Start of Input material
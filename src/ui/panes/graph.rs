//! Graph pane: node table, edge under consideration, and tree edges

use crate::step::{Snapshot, Step, StepKind};
use crate::ui::theme::DEFAULT_THEME;
use ratatui::{
    layout::Rect,
    style::{Modifier, Style},
    text::{Line, Span},
    widgets::{Block, Borders, Paragraph},
    Frame,
};

pub fn render_graph_pane(frame: &mut Frame, area: Rect, step: &Step) {
    let block = Block::default()
        .borders(Borders::ALL)
        .title(" Graph ")
        .border_style(Style::default().fg(DEFAULT_THEME.border_focused));

    let Snapshot::Graph {
        visited,
        frontier,
        current_edge,
        dist,
        tree_edges,
    } = &step.snapshot
    else {
        frame.render_widget(Paragraph::new("").block(block), area);
        return;
    };

    let mut lines: Vec<Line> = Vec::new();

    for node in 0..dist.len() {
        let (marker, style) = if visited.contains(&node) {
            ("●", Style::default().fg(DEFAULT_THEME.success))
        } else if frontier.contains(&node) {
            ("◐", Style::default().fg(DEFAULT_THEME.secondary))
        } else {
            ("○", Style::default().fg(DEFAULT_THEME.comment))
        };

        let dist_text = match dist[node] {
            Some(d) => format!("dist {}", d),
            None => "unreached".to_string(),
        };

        lines.push(Line::from(vec![
            Span::styled(format!("{} ", marker), style),
            Span::styled(format!("node {:<3}", node), style),
            Span::styled(dist_text, Style::default().fg(DEFAULT_THEME.comment)),
        ]));
    }

    lines.push(Line::from(""));

    if let Some(edge) = current_edge {
        let (verdict, style) = match step.kind {
            StepKind::EdgeAccept => ("accepted", Style::default().fg(DEFAULT_THEME.success)),
            StepKind::EdgeReject => ("rejected", Style::default().fg(DEFAULT_THEME.error)),
            _ => ("considering", Style::default().fg(DEFAULT_THEME.secondary)),
        };
        lines.push(Line::from(vec![
            Span::styled("edge ", Style::default().fg(DEFAULT_THEME.comment)),
            Span::styled(
                format!("{}-{} (w {}) ", edge.from, edge.to, edge.weight),
                Style::default().fg(DEFAULT_THEME.fg),
            ),
            Span::styled(verdict, style.add_modifier(Modifier::BOLD)),
        ]));
    }

    if !tree_edges.is_empty() {
        let edges = tree_edges
            .iter()
            .map(|e| format!("{}-{}", e.from, e.to))
            .collect::<Vec<_>>()
            .join("  ");
        lines.push(Line::from(vec![
            Span::styled("tree ", Style::default().fg(DEFAULT_THEME.comment)),
            Span::styled(edges, Style::default().fg(DEFAULT_THEME.success)),
        ]));
    }

    frame.render_widget(Paragraph::new(lines).block(block), area);
}
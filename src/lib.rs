//! # Introduction
//!
//! algotty runs a classical algorithm to completion, recording a
//! [`step::Step`] at every semantically meaningful moment, then replays the
//! recorded trace under user control (play, pause, resume, reset, variable
//! speed) through a terminal UI built with
//! [ratatui](https://docs.rs/ratatui).
//!
//! ## Execution pipeline
//!
//! ```text
//! Input text → Parser → Producer → Trace → Playback Controller → Sink (TUI)
//! ```
//!
//! 1. [`input`] — parses arrays, search targets, graph specs, Sudoku boards,
//!    and symbol weights, rejecting anything malformed before a trace exists.
//! 2. [`producer`] — simulates the chosen algorithm synchronously, recording
//!    one [`step::Step`] per comparison, swap, probe, edge decision,
//!    placement, backtrack, or merge.
//! 3. [`step`] — the trace data model: step kinds, renderable snapshots, and
//!    the per-kind replay delay table.
//! 4. [`playback`] — the cooperative scheduler: at most one run at a time,
//!    deadline-polled advances, steps emitted to the subscribed sink exactly
//!    once and in order.
//! 5. [`ui`] — ratatui-based TUI; not part of the stable library API.
//!
//! ## Supported algorithms
//!
//! Sorting: bubble, selection, insertion, quicksort, merge sort.
//! Searching: linear, binary.
//! Graphs: BFS, DFS, Dijkstra, Prim, Kruskal.
//! Backtracking: N-Queens, Sudoku.
//! Greedy: Huffman tree construction.

pub mod input;
pub mod playback;
pub mod producer;
pub mod step;
pub mod ui;
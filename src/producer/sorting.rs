//! Sorting producers: bubble, selection, insertion, quicksort, merge sort
//!
//! Every comparison and every mutation is a distinct step.  The recursive
//! producers (quicksort, merge sort) record the active sub-range and the
//! recursion depth in each snapshot, so a renderer can show nested calls
//! without re-deriving them.

use super::{push_step, ProduceError, DEFAULT_STEP_LIMIT};
use crate::input::InputError;
use crate::step::{DelayTable, Snapshot, StepKind, StepRecorder, Trace};

/// Replay timing shared by the sorting producers.
///
/// Sub-steps (comparisons, "new minimum" probes) are faster than pass
/// boundaries (partitions, merges, the terminal step).
fn sorting_delays() -> DelayTable {
    DelayTable::uniform(500)
        .with(StepKind::Compare, 400)
        .with(StepKind::Swap, 650)
        .with(StepKind::Probe, 250)
        .with(StepKind::Partition, 900)
        .with(StepKind::Merge, 900)
        .with(StepKind::Final, 1200)
}

fn array_snapshot(
    values: &[i64],
    focus: Vec<usize>,
    region: Option<(usize, usize)>,
    sorted_region: Option<(usize, usize)>,
    depth: usize,
) -> Snapshot {
    Snapshot::Array {
        values: values.to_vec(),
        focus,
        region,
        sorted_region,
        depth,
    }
}

fn final_step(rec: &mut StepRecorder, values: &[i64]) -> Result<(), ProduceError> {
    let n = values.len();
    push_step(
        rec,
        StepKind::Final,
        "Array sorted".to_string(),
        array_snapshot(values, vec![], None, Some((0, n - 1)), 0),
        1.0,
    )
}

fn check_nonempty(values: &[i64]) -> Result<(), ProduceError> {
    if values.is_empty() {
        return Err(ProduceError::Input(InputError::Empty));
    }
    Ok(())
}

/// Bubble sort: adjacent comparisons with early exit on a clean pass.
pub fn bubble_sort(input: &[i64]) -> Result<Trace, ProduceError> {
    check_nonempty(input)?;

    let mut values = input.to_vec();
    let n = values.len();
    let mut rec = StepRecorder::new(DEFAULT_STEP_LIMIT);

    for pass in 0..n.saturating_sub(1) {
        let mut swapped = false;
        let sorted = (pass > 0).then(|| (n - pass, n - 1));

        for i in 0..n - 1 - pass {
            push_step(
                &mut rec,
                StepKind::Compare,
                format!(
                    "Compare a[{}]={} with a[{}]={}",
                    i,
                    values[i],
                    i + 1,
                    values[i + 1]
                ),
                array_snapshot(&values, vec![i, i + 1], None, sorted, 0),
                pass as f64 / n as f64,
            )?;

            if values[i] > values[i + 1] {
                values.swap(i, i + 1);
                swapped = true;
                push_step(
                    &mut rec,
                    StepKind::Swap,
                    format!("Swap a[{}] and a[{}]", i, i + 1),
                    array_snapshot(&values, vec![i, i + 1], None, sorted, 0),
                    pass as f64 / n as f64,
                )?;
            }
        }

        if !swapped {
            break;
        }
    }

    final_step(&mut rec, &values)?;
    Ok(rec.into_trace(sorting_delays()))
}

/// Selection sort: scans for the minimum of the unsorted suffix, recording a
/// short probe step whenever a new minimum is found.
pub fn selection_sort(input: &[i64]) -> Result<Trace, ProduceError> {
    check_nonempty(input)?;

    let mut values = input.to_vec();
    let n = values.len();
    let mut rec = StepRecorder::new(DEFAULT_STEP_LIMIT);

    for i in 0..n.saturating_sub(1) {
        let mut min = i;
        let sorted = (i > 0).then(|| (0, i - 1));

        for j in i + 1..n {
            push_step(
                &mut rec,
                StepKind::Compare,
                format!(
                    "Compare a[{}]={} with current minimum a[{}]={}",
                    j, values[j], min, values[min]
                ),
                array_snapshot(&values, vec![j, min], None, sorted, 0),
                i as f64 / n as f64,
            )?;

            if values[j] < values[min] {
                min = j;
                push_step(
                    &mut rec,
                    StepKind::Probe,
                    format!("New minimum a[{}]={}", j, values[j]),
                    array_snapshot(&values, vec![j], None, sorted, 0),
                    i as f64 / n as f64,
                )?;
            }
        }

        if min != i {
            values.swap(i, min);
            push_step(
                &mut rec,
                StepKind::Swap,
                format!("Swap minimum into position: a[{}] and a[{}]", i, min),
                array_snapshot(&values, vec![i, min], None, Some((0, i)), 0),
                (i + 1) as f64 / n as f64,
            )?;
        }
    }

    final_step(&mut rec, &values)?;
    Ok(rec.into_trace(sorting_delays()))
}

/// Insertion sort: shifts the sorted prefix right to open a slot for each key.
pub fn insertion_sort(input: &[i64]) -> Result<Trace, ProduceError> {
    check_nonempty(input)?;

    let mut values = input.to_vec();
    let n = values.len();
    let mut rec = StepRecorder::new(DEFAULT_STEP_LIMIT);

    for i in 1..n {
        let key = values[i];
        let mut j = i;

        while j > 0 {
            push_step(
                &mut rec,
                StepKind::Compare,
                format!("Compare key {} with a[{}]={}", key, j - 1, values[j - 1]),
                array_snapshot(&values, vec![j - 1, i], None, Some((0, i - 1)), 0),
                i as f64 / n as f64,
            )?;

            if values[j - 1] <= key {
                break;
            }

            values[j] = values[j - 1];
            push_step(
                &mut rec,
                StepKind::Overwrite,
                format!("Shift a[{}]={} right to a[{}]", j - 1, values[j], j),
                array_snapshot(&values, vec![j], None, None, 0),
                i as f64 / n as f64,
            )?;
            j -= 1;
        }

        if j != i {
            values[j] = key;
            push_step(
                &mut rec,
                StepKind::Overwrite,
                format!("Insert key {} at a[{}]", key, j),
                array_snapshot(&values, vec![j], None, Some((0, i)), 0),
                (i + 1) as f64 / n as f64,
            )?;
        }
    }

    final_step(&mut rec, &values)?;
    Ok(rec.into_trace(sorting_delays()))
}

/// Quicksort with Lomuto partitioning (last element as pivot).
pub fn quicksort(input: &[i64]) -> Result<Trace, ProduceError> {
    check_nonempty(input)?;

    let mut values = input.to_vec();
    let n = values.len();
    let mut rec = StepRecorder::new(DEFAULT_STEP_LIMIT);
    let mut placed = 0usize;

    quicksort_rec(&mut values, 0, n - 1, 0, &mut placed, n, &mut rec)?;

    final_step(&mut rec, &values)?;
    Ok(rec.into_trace(sorting_delays()))
}

fn quicksort_rec(
    values: &mut [i64],
    lo: usize,
    hi: usize,
    depth: usize,
    placed: &mut usize,
    n: usize,
    rec: &mut StepRecorder,
) -> Result<(), ProduceError> {
    if lo >= hi {
        if lo == hi {
            *placed += 1;
        }
        return Ok(());
    }

    let region = Some((lo, hi));
    let pivot = values[hi];
    let mut i = lo;

    for j in lo..hi {
        push_step(
            rec,
            StepKind::Compare,
            format!("Compare a[{}]={} with pivot {}", j, values[j], pivot),
            array_snapshot(values, vec![j, hi], region, None, depth),
            *placed as f64 / n as f64,
        )?;

        if values[j] <= pivot {
            if i != j {
                values.swap(i, j);
                push_step(
                    rec,
                    StepKind::Swap,
                    format!("Swap a[{}] and a[{}] below pivot", i, j),
                    array_snapshot(values, vec![i, j], region, None, depth),
                    *placed as f64 / n as f64,
                )?;
            }
            i += 1;
        }
    }

    if i != hi {
        values.swap(i, hi);
    }
    *placed += 1;
    push_step(
        rec,
        StepKind::Partition,
        format!("Pivot {} placed at a[{}]", pivot, i),
        array_snapshot(values, vec![i], region, None, depth),
        *placed as f64 / n as f64,
    )?;

    if i > lo {
        quicksort_rec(values, lo, i - 1, depth + 1, placed, n, rec)?;
    }
    if i < hi {
        quicksort_rec(values, i + 1, hi, depth + 1, placed, n, rec)?;
    }
    Ok(())
}

/// Merge sort: top-down, recording the partially merged buffer at every
/// element taken so nested in-flight merges stay renderable.
pub fn merge_sort(input: &[i64]) -> Result<Trace, ProduceError> {
    check_nonempty(input)?;

    let mut values = input.to_vec();
    let n = values.len();
    let mut rec = StepRecorder::new(DEFAULT_STEP_LIMIT);

    // Total element writes across all merge levels, for progress reporting
    let mut levels = 0usize;
    let mut width = 1usize;
    while width < n {
        width *= 2;
        levels += 1;
    }
    let total_writes = (n * levels.max(1)) as f64;
    let mut writes = 0usize;

    merge_rec(&mut values, 0, n - 1, 0, &mut writes, total_writes, &mut rec)?;

    final_step(&mut rec, &values)?;
    Ok(rec.into_trace(sorting_delays()))
}

fn merge_rec(
    values: &mut [i64],
    lo: usize,
    hi: usize,
    depth: usize,
    writes: &mut usize,
    total_writes: f64,
    rec: &mut StepRecorder,
) -> Result<(), ProduceError> {
    if lo >= hi {
        return Ok(());
    }

    let mid = lo + (hi - lo) / 2;
    merge_rec(values, lo, mid, depth + 1, writes, total_writes, rec)?;
    merge_rec(values, mid + 1, hi, depth + 1, writes, total_writes, rec)?;

    let left = (lo, mid);
    let right = (mid + 1, hi);
    let mut buffer: Vec<i64> = Vec::with_capacity(hi - lo + 1);
    let mut i = lo;
    let mut j = mid + 1;

    let merge_snapshot = |values: &[i64], buffer: &[i64]| Snapshot::ArrayMerge {
        values: values.to_vec(),
        left,
        right,
        buffer: buffer.to_vec(),
        depth,
    };

    while i <= mid && j <= hi {
        push_step(
            rec,
            StepKind::Compare,
            format!(
                "Compare left a[{}]={} with right a[{}]={}",
                i, values[i], j, values[j]
            ),
            merge_snapshot(values, &buffer),
            *writes as f64 / total_writes,
        )?;

        let (taken, from) = if values[i] <= values[j] {
            i += 1;
            (values[i - 1], i - 1)
        } else {
            j += 1;
            (values[j - 1], j - 1)
        };
        buffer.push(taken);
        *writes += 1;

        push_step(
            rec,
            StepKind::Overwrite,
            format!("Take {} from a[{}] into the merge buffer", taken, from),
            merge_snapshot(values, &buffer),
            *writes as f64 / total_writes,
        )?;
    }

    for k in i..=mid {
        buffer.push(values[k]);
        *writes += 1;
        push_step(
            rec,
            StepKind::Overwrite,
            format!("Drain remaining left a[{}]={}", k, values[k]),
            merge_snapshot(values, &buffer),
            *writes as f64 / total_writes,
        )?;
    }
    for k in j..=hi {
        buffer.push(values[k]);
        *writes += 1;
        push_step(
            rec,
            StepKind::Overwrite,
            format!("Drain remaining right a[{}]={}", k, values[k]),
            merge_snapshot(values, &buffer),
            *writes as f64 / total_writes,
        )?;
    }

    values[lo..=hi].copy_from_slice(&buffer);
    push_step(
        rec,
        StepKind::Merge,
        format!("Merged a[{}..={}] and a[{}..={}]", lo, mid, mid + 1, hi),
        array_snapshot(values, vec![], Some((lo, hi)), Some((lo, hi)), depth),
        *writes as f64 / total_writes,
    )?;

    Ok(())
}
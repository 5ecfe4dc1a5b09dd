use ratatui::style::Color;

pub struct Theme {
    #[allow(dead_code)] // Background color field for future use
    pub bg: Color,
    pub fg: Color,
    pub primary: Color,   // Blue
    pub secondary: Color, // Orange
    pub comment: Color,   // Grey
    pub success: Color,   // Green
    pub error: Color,     // Red
    pub border_focused: Color,
    pub border_normal: Color,
    pub status_bg: Color,
}

pub const DEFAULT_THEME: Theme = Theme {
    bg: Color::Rgb(30, 30, 46),
    fg: Color::Rgb(205, 214, 244),
    primary: Color::Rgb(137, 180, 250),   // Blue
    secondary: Color::Rgb(250, 179, 135), // Orange
    comment: Color::Rgb(108, 112, 134),
    success: Color::Rgb(166, 227, 161),
    error: Color::Rgb(243, 139, 168),
    border_focused: Color::Rgb(249, 226, 175), // Yellow border for focus
    border_normal: Color::Rgb(108, 112, 134),  // Grey border for normal
    status_bg: Color::Rgb(50, 50, 70),         // Slightly lighter BG for the status bar
};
End of Input material
### Goal of the exercise
Your answer should be each line of the data that contains the word "Span", copied as it stands.

### Output below
    text::{Line, Span},
            Span::styled(format!("{} ", marker), style),
            Span::styled(format!("node {:<3}", node), style),
            Span::styled(dist_text, Style::default().fg(DEFAULT_THEME.comment)),
            Span::styled("edge ", Style::default().fg(DEFAULT_THEME.comment)),
            Span::styled(
            Span::styled(verdict, style.add_modifier(Modifier::BOLD)),
            Span::styled("tree ", Style::default().fg(DEFAULT_THEME.comment)),
            Span::styled(edges, Style::default().fg(DEFAULT_THEME.success)),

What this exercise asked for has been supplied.